Sorry Brian, that was so 2012. Today, the Heartland Institute is on a roll. And where most of us might think that the current administration in Washington has done huge damage to the environment, the Heartland Institute thinks they are just getting started. Juliet Eilperin and Brady Davis of the Washington Post got a hold of their Energy Freedom Scorecard that shows what they have achieved, but what is still on their to-do list, and it is really scary.
In fact, it is positively Orwellian. Renewable energy harms the environment because it is less efficient and more land intensive than fossil fuels. Solar energy destroys jobs and harms the environment. PM 2.5 particulates have no detrimental health effects. Oh, and fuel economy standards "result in the deaths of thousands of car and truck passengers every year." The fact that instead of being happy about it, they are complaining that change isn't happening fast enough, is even scarier. And as proof that they are not fringe anymore, the EPA head Scott Pruitt phoned in his message:
It's too hard to watch, really. This is the head of the EPA talking:
Think back to Nov. 8 of last year, the lack of optimism, the concern about where we were headed as a country.

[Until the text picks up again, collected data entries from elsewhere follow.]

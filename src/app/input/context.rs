//! Input event routing and distribution

use std::any::Any;
use std::panic::{self, AssertUnwindSafe};

use tracing::{debug, trace};

use super::error::{CodeDomain, DispatchTarget, FailureCause, InputError, ListenerFailure};
use super::events::{Categories, EventKind, RawEvent};
use super::keys::{ButtonCode, KeyCode, Modifiers};
use super::listener::{DiagnosticSink, ListenerResult, Node, PrimaryListener, TracingSink};
use super::movement::classify;
use super::registry::{Listeners, NodeRef};
use super::state::InputState;
use crate::app::config::InputConfig;

/// Central input routing for one window
///
/// Every signal is handled in three steps: the tracked state is updated, the
/// primary listener is called once, then every node registered for the
/// signal's category is called in registration order.
pub struct InputContext<W> {
    /// Primary window listener, called first for every signal
    primary: W,
    /// Held keys, buttons and cursor
    state: InputState,
    /// Subscriber registry shared with whoever registers nodes
    listeners: Listeners,
    /// Where contained listener failures are reported
    sink: Box<dyn DiagnosticSink>,
    /// Emit a trace record for every dispatched signal
    trace_dispatch: bool,
}

impl<W: PrimaryListener> InputContext<W> {
    /// Creates a new input context around the primary window listener
    pub fn new(primary: W) -> Self {
        Self {
            primary,
            state: InputState::new(),
            listeners: Listeners::new(),
            sink: Box::new(TracingSink),
            trace_dispatch: false,
        }
    }

    /// Replaces the diagnostic sink that receives listener failures
    pub fn with_sink(mut self, sink: impl DiagnosticSink + 'static) -> Self {
        self.sink = Box::new(sink);
        self
    }

    /// Applies input configuration
    pub fn with_config(mut self, config: &InputConfig) -> Self {
        self.trace_dispatch = config.trace_dispatch;
        self
    }

    pub fn primary(&self) -> &W {
        &self.primary
    }

    pub fn primary_mut(&mut self) -> &mut W {
        &mut self.primary
    }

    /// Borrows the primary listener together with the current state
    pub fn primary_and_state(&mut self) -> (&mut W, &InputState) {
        (&mut self.primary, &self.state)
    }

    /// Get current input state
    pub fn state(&self) -> &InputState {
        &self.state
    }

    /// Handle to the subscriber registry
    pub fn listeners(&self) -> &Listeners {
        &self.listeners
    }

    pub fn register_listener(&self, node: &NodeRef, categories: Categories) -> Categories {
        self.listeners.register(node, categories)
    }

    pub fn unregister_listener(&self, node: &NodeRef, categories: Categories) -> Categories {
        self.listeners.unregister(node, categories)
    }

    pub fn cursor_x(&self) -> f32 {
        self.state.cursor_x()
    }

    pub fn cursor_y(&self) -> f32 {
        self.state.cursor_y()
    }

    pub fn button_bitmask(&self) -> u8 {
        self.state.bitmask()
    }

    /// Held state of a key by raw code
    pub fn key_held(&self, code: i32) -> Result<bool, InputError> {
        self.state.key_state(code)
    }

    /// Held state of a mouse button by raw code
    pub fn button_held(&self, code: i32) -> Result<bool, InputError> {
        self.state.button_state(code)
    }

    /// Routes one raw signal to its entry point
    pub fn dispatch(&mut self, event: RawEvent) {
        match event {
            RawEvent::KeyDown { code, mods } => self.on_key_down(code, mods),
            RawEvent::KeyUp { code, mods } => self.on_key_up(code, mods),
            RawEvent::KeyRepeat { code, mods } => self.on_key_repeat(code, mods),
            RawEvent::ButtonDown { code, mods } => self.on_button_down(code, mods),
            RawEvent::ButtonUp { code, mods } => self.on_button_up(code, mods),
            RawEvent::CursorMove { x, y } => self.on_cursor_move(x, y),
            RawEvent::Scroll { dx, dy } => self.on_scroll(dx, dy),
            RawEvent::CursorEnter => self.on_cursor_enter(),
            RawEvent::CursorExit => self.on_cursor_exit(),
            RawEvent::WindowResize { width, height } => self.on_window_resize(width, height),
            RawEvent::WindowMove { x, y } => self.on_window_move(x, y),
            RawEvent::WindowFocus(focused) => self.on_window_focus(focused),
            RawEvent::WindowIconify(iconified) => self.on_window_iconify(iconified),
            RawEvent::WindowMaximize(maximized) => self.on_window_maximize(maximized),
            RawEvent::WindowClose => self.on_window_close(),
        }
    }

    pub fn on_key_down(&mut self, code: i32, mods: i32) {
        self.key_down(KeyCode::from_raw(code), Modifiers::from_raw(mods));
    }

    pub fn on_key_up(&mut self, code: i32, mods: i32) {
        self.key_up(KeyCode::from_raw(code), Modifiers::from_raw(mods));
    }

    pub fn on_key_repeat(&mut self, code: i32, mods: i32) {
        self.key_repeat(KeyCode::from_raw(code), Modifiers::from_raw(mods));
    }

    pub fn on_button_down(&mut self, code: i32, mods: i32) {
        self.button_down(ButtonCode::from_raw(code), Modifiers::from_raw(mods));
    }

    pub fn on_button_up(&mut self, code: i32, mods: i32) {
        self.button_up(ButtonCode::from_raw(code), Modifiers::from_raw(mods));
    }

    pub fn on_cursor_move(&mut self, x: f32, y: f32) {
        let movement = classify(&mut self.state, x, y);
        let (dx, dy) = (movement.dx, movement.dy);

        if movement.is_drag {
            self.fan_out(
                EventKind::CursorDrag,
                |w, s| w.mouse_dragged(dx, dy, s),
                |n, s| n.mouse_listener().map(|l| l.mouse_dragged(dx, dy, s)),
            );
        } else {
            self.fan_out(
                EventKind::CursorMove,
                |w, s| w.mouse_moved(dx, dy, s),
                |n, s| n.mouse_listener().map(|l| l.mouse_moved(dx, dy, s)),
            );
        }
    }

    pub fn on_scroll(&mut self, dx: f32, dy: f32) {
        self.fan_out(
            EventKind::Scroll,
            |w, s| w.mouse_scrolled(dx, dy, s),
            |n, s| n.mouse_listener().map(|l| l.mouse_scrolled(dx, dy, s)),
        );
    }

    pub fn on_cursor_enter(&mut self) {
        self.fan_out(
            EventKind::CursorEnter,
            |w, s| w.mouse_entered(s),
            |n, s| n.mouse_listener().map(|l| l.mouse_entered(s)),
        );
    }

    pub fn on_cursor_exit(&mut self) {
        self.fan_out(
            EventKind::CursorExit,
            |w, s| w.mouse_exited(s),
            |n, s| n.mouse_listener().map(|l| l.mouse_exited(s)),
        );
    }

    pub fn on_window_resize(&mut self, width: i32, height: i32) {
        self.fan_out(
            EventKind::WindowResize,
            |w, s| w.window_resized(width, height, s),
            |n, s| n.window_listener().map(|l| l.window_resized(width, height, s)),
        );
    }

    pub fn on_window_move(&mut self, x: i32, y: i32) {
        self.fan_out(
            EventKind::WindowMove,
            |w, s| w.window_moved(x, y, s),
            |n, s| n.window_listener().map(|l| l.window_moved(x, y, s)),
        );
    }

    pub fn on_window_focus(&mut self, focused: bool) {
        self.fan_out(
            EventKind::WindowFocus,
            |w, s| w.window_focus(focused, s),
            |n, s| n.window_listener().map(|l| l.window_focus(focused, s)),
        );
    }

    pub fn on_window_iconify(&mut self, iconified: bool) {
        self.fan_out(
            EventKind::WindowIconify,
            |w, s| w.window_iconify(iconified, s),
            |n, s| n.window_listener().map(|l| l.window_iconify(iconified, s)),
        );
    }

    pub fn on_window_maximize(&mut self, maximized: bool) {
        self.fan_out(
            EventKind::WindowMaximize,
            |w, s| w.window_maximize(maximized, s),
            |n, s| n.window_listener().map(|l| l.window_maximize(maximized, s)),
        );
    }

    pub fn on_window_close(&mut self) {
        self.fan_out(
            EventKind::WindowClose,
            |w, s| w.window_closed(s),
            |n, s| n.window_listener().map(|l| l.window_closed(s)),
        );
    }

    /// Untracked keys leave the state alone but are still delivered
    pub fn key_down(&mut self, key: impl Into<KeyCode>, mods: Modifiers) {
        let key = key.into();
        self.state.set_modifiers(mods);
        match key.key() {
            Some(tracked) => self.state.set_key_down(tracked),
            None => untracked(CodeDomain::Key, key.code(), EventKind::KeyDown),
        }
        self.fan_out(
            EventKind::KeyDown,
            |w, s| w.key_down(key, mods, s),
            |n, s| n.key_listener().map(|l| l.key_down(key, mods, s)),
        );
    }

    pub fn key_up(&mut self, key: impl Into<KeyCode>, mods: Modifiers) {
        let key = key.into();
        self.state.set_modifiers(mods);
        match key.key() {
            Some(tracked) => self.state.set_key_up(tracked),
            None => untracked(CodeDomain::Key, key.code(), EventKind::KeyUp),
        }
        self.fan_out(
            EventKind::KeyUp,
            |w, s| w.key_up(key, mods, s),
            |n, s| n.key_listener().map(|l| l.key_up(key, mods, s)),
        );
    }

    /// A repeat implies the key is held, even if its press was missed
    pub fn key_repeat(&mut self, key: impl Into<KeyCode>, mods: Modifiers) {
        let key = key.into();
        self.state.set_modifiers(mods);
        match key.key() {
            Some(tracked) => self.state.set_key_down(tracked),
            None => untracked(CodeDomain::Key, key.code(), EventKind::KeyRepeat),
        }
        self.fan_out(
            EventKind::KeyRepeat,
            |w, s| w.key_repeat(key, mods, s),
            |n, s| n.key_listener().map(|l| l.key_repeat(key, mods, s)),
        );
    }

    pub fn button_down(&mut self, button: impl Into<ButtonCode>, mods: Modifiers) {
        let button = button.into();
        self.state.set_modifiers(mods);
        match button.button() {
            Some(tracked) => self.state.set_button_down(tracked),
            None => untracked(CodeDomain::Button, button.code(), EventKind::ButtonDown),
        }
        self.fan_out(
            EventKind::ButtonDown,
            |w, s| w.mouse_pressed(button, mods, s),
            |n, s| n.mouse_listener().map(|l| l.mouse_pressed(button, mods, s)),
        );
    }

    pub fn button_up(&mut self, button: impl Into<ButtonCode>, mods: Modifiers) {
        let button = button.into();
        self.state.set_modifiers(mods);
        match button.button() {
            Some(tracked) => self.state.set_button_up(tracked),
            None => untracked(CodeDomain::Button, button.code(), EventKind::ButtonUp),
        }
        self.fan_out(
            EventKind::ButtonUp,
            |w, s| w.mouse_released(button, mods, s),
            |n, s| n.mouse_listener().map(|l| l.mouse_released(button, mods, s)),
        );
    }

    /// Delivers one event to the primary listener, then to the subscribers
    ///
    /// The subscriber list is copied before the first node runs. A failing
    /// listener is reported to the sink and does not stop the fan-out.
    fn fan_out<P, N>(&mut self, event: EventKind, primary: P, node: N)
    where
        P: FnOnce(&mut W, &InputState) -> ListenerResult,
        N: Fn(&mut dyn Node, &InputState) -> Option<ListenerResult>,
    {
        if self.trace_dispatch {
            trace!(?event, cursor = ?self.state.cursor(), buttons = self.state.bitmask(), "Dispatching");
        }

        let state = &self.state;
        let primary_listener = &mut self.primary;
        if let Err(cause) = guarded(|| primary(primary_listener, state)) {
            report(self.sink.as_ref(), event, DispatchTarget::Primary, cause);
        }

        let mut dropped = 0;
        for (id, slot) in self.listeners.snapshot(event.category()) {
            let Some(cell) = slot.upgrade() else {
                dropped += 1;
                continue;
            };
            let Ok(mut target) = cell.try_borrow_mut() else {
                report(self.sink.as_ref(), event, DispatchTarget::Node(id), FailureCause::Busy);
                continue;
            };
            let outcome = guarded(|| node(&mut *target, &self.state).unwrap_or(Ok(())));
            if let Err(cause) = outcome {
                report(self.sink.as_ref(), event, DispatchTarget::Node(id), cause);
            }
        }

        if dropped > 0 {
            debug!(?event, dropped, "Skipped listeners that no longer exist");
            self.listeners.prune();
        }
    }
}

fn untracked(domain: CodeDomain, code: i32, event: EventKind) {
    debug!(%domain, code, ?event, "Untracked code, state left unchanged");
}

/// Runs one listener callback, turning errors and panics into a failure cause
fn guarded(call: impl FnOnce() -> ListenerResult) -> Result<(), FailureCause> {
    match panic::catch_unwind(AssertUnwindSafe(call)) {
        Ok(Ok(())) => Ok(()),
        Ok(Err(error)) => Err(FailureCause::Returned(error)),
        Err(payload) => Err(FailureCause::Panicked(panic_message(payload.as_ref()))),
    }
}

fn panic_message(payload: &(dyn Any + Send)) -> String {
    if let Some(message) = payload.downcast_ref::<&str>() {
        (*message).to_string()
    } else if let Some(message) = payload.downcast_ref::<String>() {
        message.clone()
    } else {
        "non-string panic payload".to_string()
    }
}

fn report(sink: &dyn DiagnosticSink, event: EventKind, target: DispatchTarget, cause: FailureCause) {
    sink.listener_failed(&ListenerFailure {
        event,
        target,
        cause,
    });
}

And think about where we are today,” he said in the video. “So, I want to say to you at the Heartland Institute, thanks for what you’re doing to advance energy. Thank you for what you’re doing to advance natural resources.

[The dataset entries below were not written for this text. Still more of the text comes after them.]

use std::env;
use std::fs;
use std::path::Path;
use vergen::{BuildBuilder, CargoBuilder, Emitter, RustcBuilder};
use vergen_gitcl::{Emitter as GitEmitter, GitclBuilder};

fn main() -> Result<(), Box<dyn std::error::Error>> {
    let build = BuildBuilder::default().build_timestamp(true).build()?;

    let cargo = CargoBuilder::default()
        .opt_level(true)
        .target_triple(true)
        .build()?;

    let rustc = RustcBuilder::default().semver(true).channel(true).build()?;

    // Git metadata is optional; build_info reads it with option_env!
    let gitcl = GitclBuilder::default()
        .sha(true)
        .branch(true)
        .dirty(true)
        .build()?;

    Emitter::default()
        .add_instructions(&build)?
        .add_instructions(&cargo)?
        .add_instructions(&rustc)?
        .emit()?;

    GitEmitter::default().add_instructions(&gitcl)?.emit()?;

    copy_configs()?;

    Ok(())
}

/// Copies every profile in config/ to target/<profile>/config so binaries
/// find their configuration next to the executable
fn copy_configs() -> Result<(), Box<dyn std::error::Error>> {
    let out_dir = env::var("OUT_DIR")?;

    // OUT_DIR is like: target/debug/build/jx3d-xxx/out
    let target_dir = Path::new(&out_dir)
        .parent()
        .and_then(|p| p.parent())
        .and_then(|p| p.parent())
        .ok_or("Could not determine target directory")?;

    let source_dir = Path::new("config");
    println!("cargo:rerun-if-changed=config");
    if !source_dir.exists() {
        return Ok(());
    }

    let config_out_dir = target_dir.join("config");
    fs::create_dir_all(&config_out_dir)?;

    for entry in fs::read_dir(source_dir)? {
        let path = entry?.path();
        if path.extension().is_some_and(|ext| ext == "toml")
            && let Some(name) = path.file_name()
        {
            fs::copy(&path, config_out_dir.join(name))?;
        }
    }

    Ok(())
}
//! Tracked input state

use enum_map::EnumMap;

use super::error::InputError;
use super::keys::{ButtonMask, Key, Modifiers, MouseButton, check_button_code, check_key_code};

/// Held keys, held buttons and the last cursor position of one input context
///
/// `button_state[b]` always equals bit `b` of the button bitmask; both are only
/// changed together through [`InputState::set_button_down`] and
/// [`InputState::set_button_up`].
#[derive(Debug, Clone, Default)]
pub struct InputState {
    cursor: [f32; 2],
    buttons: ButtonMask,
    button_state: EnumMap<MouseButton, bool>,
    key_state: EnumMap<Key, bool>,
    modifiers: Modifiers,
}

impl InputState {
    /// Creates a state with nothing held and the cursor at the origin
    pub fn new() -> Self {
        Self::default()
    }

    pub fn set_key_down(&mut self, key: Key) {
        self.key_state[key] = true;
    }

    pub fn set_key_up(&mut self, key: Key) {
        self.key_state[key] = false;
    }

    pub fn set_button_down(&mut self, button: MouseButton) {
        self.button_state[button] = true;
        self.buttons.insert(button.bit());
        debug_assert!(self.is_consistent());
    }

    pub fn set_button_up(&mut self, button: MouseButton) {
        self.button_state[button] = false;
        self.buttons.remove(button.bit());
        debug_assert!(self.is_consistent());
    }

    /// Records a new cursor position; deltas are the caller's job
    pub fn set_cursor(&mut self, x: f32, y: f32) {
        self.cursor = [x, y];
    }

    pub fn set_modifiers(&mut self, modifiers: Modifiers) {
        self.modifiers = modifiers;
    }

    /// Returns true while `key` is held
    pub fn key_held(&self, key: Key) -> bool {
        self.key_state[key]
    }

    /// Returns true while `button` is held
    pub fn button_held(&self, button: MouseButton) -> bool {
        self.button_state[button]
    }

    /// Looks up a key by raw code
    ///
    /// Codes inside the tracked range that name no key are never held.
    pub fn key_state(&self, code: i32) -> Result<bool, InputError> {
        check_key_code(code)?;
        Ok(Key::from_code(code).is_some_and(|key| self.key_state[key]))
    }

    /// Looks up a button by raw code
    pub fn button_state(&self, code: i32) -> Result<bool, InputError> {
        check_button_code(code)?;
        Ok(MouseButton::from_code(code).is_some_and(|button| self.button_state[button]))
    }

    /// Held buttons as a raw 8-bit mask
    pub fn bitmask(&self) -> u8 {
        self.buttons.bits()
    }

    pub fn buttons(&self) -> ButtonMask {
        self.buttons
    }

    pub fn cursor(&self) -> (f32, f32) {
        (self.cursor[0], self.cursor[1])
    }

    pub fn cursor_x(&self) -> f32 {
        self.cursor[0]
    }

    pub fn cursor_y(&self) -> f32 {
        self.cursor[1]
    }

    /// Modifiers delivered with the latest key or button signal
    pub fn modifiers(&self) -> Modifiers {
        self.modifiers
    }

    /// Iterates the keys currently held, in code order
    pub fn held_keys(&self) -> impl Iterator<Item = Key> + '_ {
        self.key_state
            .iter()
            .filter_map(|(key, held)| held.then_some(key))
    }

    /// Checks that the boolean button array agrees with the bitmask
    pub fn is_consistent(&self) -> bool {
        MouseButton::ALL
            .iter()
            .all(|&button| self.button_state[button] == self.buttons.contains(button.bit()))
    }
}

#[cfg(test)]
mod tests {
    use super::*;
    use crate::app::input::keys::{BUTTON_LAST, KEY_FIRST, KEY_LAST};

    #[test]
    fn test_new_state_is_empty() {
        let state = InputState::new();
        assert_eq!(state.bitmask(), 0);
        assert_eq!(state.cursor(), (0.0, 0.0));
        assert_eq!(state.held_keys().count(), 0);
        assert!(state.is_consistent());
    }

    #[test]
    fn test_key_down_then_up() {
        let mut state = InputState::new();
        state.set_key_down(Key::W);
        assert!(state.key_held(Key::W));
        assert_eq!(state.key_state(Key::W.code()), Ok(true));
        assert!(!state.key_held(Key::S));

        state.set_key_up(Key::W);
        assert!(!state.key_held(Key::W));
    }

    #[test]
    fn test_button_transitions_keep_bitmask_in_sync() {
        let mut state = InputState::new();

        state.set_button_down(MouseButton::Middle);
        assert_eq!(state.bitmask(), 0b0000_0100);
        assert!(state.button_held(MouseButton::Middle));

        state.set_button_up(MouseButton::Middle);
        assert_eq!(state.bitmask(), 0);

        state.set_button_down(MouseButton::Left);
        state.set_button_down(MouseButton::Middle);
        assert_eq!(state.bitmask(), 0b0000_0101);

        for button in MouseButton::ALL {
            let bit_set = (state.bitmask() >> button.code()) & 1 == 1;
            assert_eq!(state.button_held(button), bit_set);
        }
    }

    #[test]
    fn test_releasing_unheld_button_is_harmless() {
        let mut state = InputState::new();
        state.set_button_up(MouseButton::Right);
        assert_eq!(state.bitmask(), 0);
        assert!(state.is_consistent());
    }

    #[test]
    fn test_highest_button_sets_top_bit() {
        let mut state = InputState::new();
        state.set_button_down(MouseButton::Button8);
        assert_eq!(state.bitmask(), 0b1000_0000);
        assert_eq!(state.button_state(BUTTON_LAST), Ok(true));
    }

    #[test]
    fn test_raw_queries_reject_out_of_range_codes() {
        let state = InputState::new();
        assert!(state.key_state(KEY_FIRST - 1).is_err_and(|e| e.is_invalid_argument()));
        assert!(state.key_state(KEY_LAST + 1).is_err_and(|e| e.is_invalid_argument()));
        assert!(state.button_state(-1).is_err_and(|e| e.is_invalid_argument()));
        assert!(state.button_state(8).is_err_and(|e| e.is_invalid_argument()));
    }

    #[test]
    fn test_unassigned_key_codes_are_never_held() {
        let state = InputState::new();
        // 33 sits between Space and Apostrophe
        assert_eq!(state.key_state(33), Ok(false));
    }

    #[test]
    fn test_held_keys_in_code_order() {
        let mut state = InputState::new();
        state.set_key_down(Key::Escape);
        state.set_key_down(Key::A);
        let held: Vec<_> = state.held_keys().collect();
        assert_eq!(held, vec![Key::A, Key::Escape]);
    }
}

After that wonderful introduction, they all got down to work. According to the Post,
There were sessions on the “future of coal,” “the cost of excessive regulation” and the “benefits of ending the war on fossil fuels.” Speakers assailed most climate scientists as alarmists, extolled the benefits of fossil fuels and blasted environmental activists, whom they equated with government overreach. “People don’t trust the environmental left. They know they’re crazy,” one speaker said.
The Post article ends with a classic, that nobody has had the nerve to say in public for decade, and now could well be government policy:
“We are greening the planet with carbon dioxide,” he [a speaker at the conference] said, and cutting back on fossil fuels would be a “disaster. … There is no downside to carbon dioxide. It is the breath of life.”
We are not yet a year into this administration where the President and Congress are all rowing together in the same direction, following this agenda, and they really are just getting started.